Fast Universal Hashing in Java :: Jan 11, 2020

Every Java Object has a hashCode, but often many are required. This is Universal Hashing, and tools like Bloom Filters, Count-Min-Sketch, Minimal Perfect Hashing, and other probabilistic datastructures need it to be fast. Some people use a specially designed function like FNV or Murmur, but there is a cleaner (and faster) way with just Object::hashCode.

For clarity, the interface to be implemented is:

public interface UniversalHash {

  /**
   * Applies the ith Universal Hash Function to this Object.
   * i must be >= 0
   *
   * @param i the ith hash function in this Object's Universal Family.
   */
  int hash(int i);
}

UniversalHash could be implemented by an existing class, or used to wrap arbitary classes, since all Objects have hashCode.

The implementation technique relies on four complimentary tricks, the first of which is the Kirsch-Mitzenmacher Optimization, detailed in the paper Building a Better Bloom Filter and mentioned in Donald Knuth’s Art of Computer Programming. The idea is that only two hash functions are needed to compute any ith hash for an Object obj.

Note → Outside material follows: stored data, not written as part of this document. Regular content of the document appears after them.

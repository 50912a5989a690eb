//! Access control for ref updates.

pub mod acl;
pub mod user;

pub use acl::{AclDecision, AclRule, Permissions, RefSpec, evaluate};
pub use user::UserSpec;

Let ha = hash_a(obj) and hb = hash_b(obj). Then the ith hash function of obj = ha * i + hb.

Two hash functions is definitely better than having to generate i, and we already have one, ha = hashCode(). We could use FNV or Murmur to find hb, but once again there’s a faster way. Another common trick in hashing is to use a 64 bit hash function, and since each bit should be random, just split the hash. The first 32 bits are ha, and second 32 bits are hb. With this technique, we can use a 64-bit Fibonacci Hash of the object’s hashcode using the multiply-shift scheme, which only costs a single multiply. Skeptics will say that Fibonacci hashing is not a good hash function, and they are correct. But we do not need a random 64-bit hash of a 32-bit hash, only that the uniformly-distributed 32-bit hash is fairly mapped into 64-bits, such that collisions are minimized. And Fibonacci Hashing does exactly this; remember that Fibonacci numbers and the Golden Ratio g are one and the same (Binet’s formula), and that g is the most irrational of irrational numbers. Just as the Golden Ratio is observed in the arrangement of flower petals, such that overlap is minimized, so will taking the Fibonacci Hash of Object::hashCode distribute it fairly into a 64-bit space. And thus, we can implement class Record:

public class Record<K, V> implements UniversalHash {
  // 2^64 / golden ratio.
  // Negative, because Java long is two's complement.
  private static long G_FACTOR_64 = -7046029254386353131L;

  private final int ha, hb;
  private final K key;
  private final V value;

  public Record(K key, V value) {
    this.key = key; this.value = value;
    long fibHash = key.hashCode() * G_FACTOR_64;
    ha = (int) fibHash;
    hb = (int) (fibHash >>> 32);
  }

  @Override
  public int hash(int i) {
    return ha * i + hb;
  }

  public K key() {
    return key;
  }

  public V value() {
    return value;
  }
}

Finally, we must consider the reduction step, which itself is a hash function. Most of the time, integer modulo (%) is used to map the hash to an arbitrary range. However, modulo requires division, which is slow, at least compared to the other operations in our Record class. Herein lies the last trick: the Fast-Range Reduction. Now, reduction costs only a multiply and shift. So for example,

Record r = new Record(key, value);
int hash_i = r.hash(i);
// int index = h % array.length
int index = (int) ((hash_i & 0xffffffffL) * array.length >>> 32);
array[index] = o;

This is slightly different than the Fast-Range author’s C code, since Java does not have unsigned integers. The (h & 0xffffffffL) is used as a poor-man’s unsigned widening. Of course, if the array is a power of two, better to copy the Xor-Shift strategy in java.util.Hashmap since C2 can eliminate the array out-of-bounds checks. There is an open issue for Fast-Range: https://bugs.openjdk.java.net/browse/JDK-8234333.

With such arcane optimizations and obscure knowledge, it often feels like the study of hashing is more art than science. It is a good thing then that my University puts Computer Science under the Liberal Arts, a fact my brother in the Engineering college is happy to remind me of.